Your assignment => Throughout the records below, find each line holding "capacity" and copy it.

Stored items =>
------------
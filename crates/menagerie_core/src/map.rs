//! # Voxel Map
//!
//! Deduplicating sparse store used while a model is being assembled.
//!
//! ## Lifecycle
//!
//! 1. Created empty at the start of a build
//! 2. Mutated through [`VoxelMap::set`] and the fill functions
//! 3. Flattened once with [`VoxelMap::into_voxels`]
//!
//! Later writes replace earlier ones at the same cell. Nothing is merged.

use std::collections::HashMap;

use crate::bounds::Bounds;
use crate::voxel::{Color, Voxel, VoxelKey};

/// Coordinate-keyed voxel store with overwrite-wins semantics.
#[derive(Clone, Debug, Default)]
pub struct VoxelMap {
    /// One color per occupied cell.
    cells: HashMap<VoxelKey, Color>,
}

impl VoxelMap {
    /// Creates an empty map.
    #[must_use]
    pub fn new() -> Self {
        Self::default()
    }

    /// Creates an empty map sized for `capacity` cells.
    #[must_use]
    pub fn with_capacity(capacity: usize) -> Self {
        Self {
            cells: HashMap::with_capacity(capacity),
        }
    }

    /// Writes a voxel at a continuous position.
    ///
    /// Each axis is rounded half-up to the nearest cell. A NaN or infinite
    /// coordinate excludes the write.
    #[inline]
    pub fn set(&mut self, x: f64, y: f64, z: f64, color: Color) {
        if let Some(key) = VoxelKey::quantize(x, y, z) {
            self.cells.insert(key, color);
        }
    }

    /// Writes a voxel at an already-quantized cell.
    ///
    /// Returns the color that was replaced, if any.
    #[inline]
    pub fn insert(&mut self, key: VoxelKey, color: Color) -> Option<Color> {
        self.cells.insert(key, color)
    }

    /// Returns the color stored at `key`.
    #[inline]
    #[must_use]
    pub fn get(&self, key: VoxelKey) -> Option<Color> {
        self.cells.get(&key).copied()
    }

    /// Returns true if `key` is occupied.
    #[inline]
    #[must_use]
    pub fn contains(&self, key: VoxelKey) -> bool {
        self.cells.contains_key(&key)
    }

    /// Number of occupied cells.
    #[inline]
    #[must_use]
    pub fn len(&self) -> usize {
        self.cells.len()
    }

    /// Returns true if nothing has been written.
    #[inline]
    #[must_use]
    pub fn is_empty(&self) -> bool {
        self.cells.is_empty()
    }

    /// Iterates every stored voxel, one per cell, in no particular order.
    pub fn values(&self) -> impl Iterator<Item = Voxel> + '_ {
        self.cells.iter().map(|(&key, &color)| Voxel::at(key, color))
    }

    /// Smallest box covering every occupied cell.
    #[must_use]
    pub fn bounds(&self) -> Option<Bounds> {
        let mut keys = self.cells.keys().copied();
        let mut bounds = Bounds::point(keys.next()?);
        for key in keys {
            bounds.include(key);
        }
        Some(bounds)
    }

    /// Flattens the map into its voxels, ending the build.
    #[must_use]
    pub fn into_voxels(self) -> Vec<Voxel> {
        self.cells
            .into_iter()
            .map(|(key, color)| Voxel::at(key, color))
            .collect()
    }
}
------------
Solved exercise =>
    /// Creates an empty map sized for `capacity` cells.
    pub fn with_capacity(capacity: usize) -> Self {
            cells: HashMap::with_capacity(capacity),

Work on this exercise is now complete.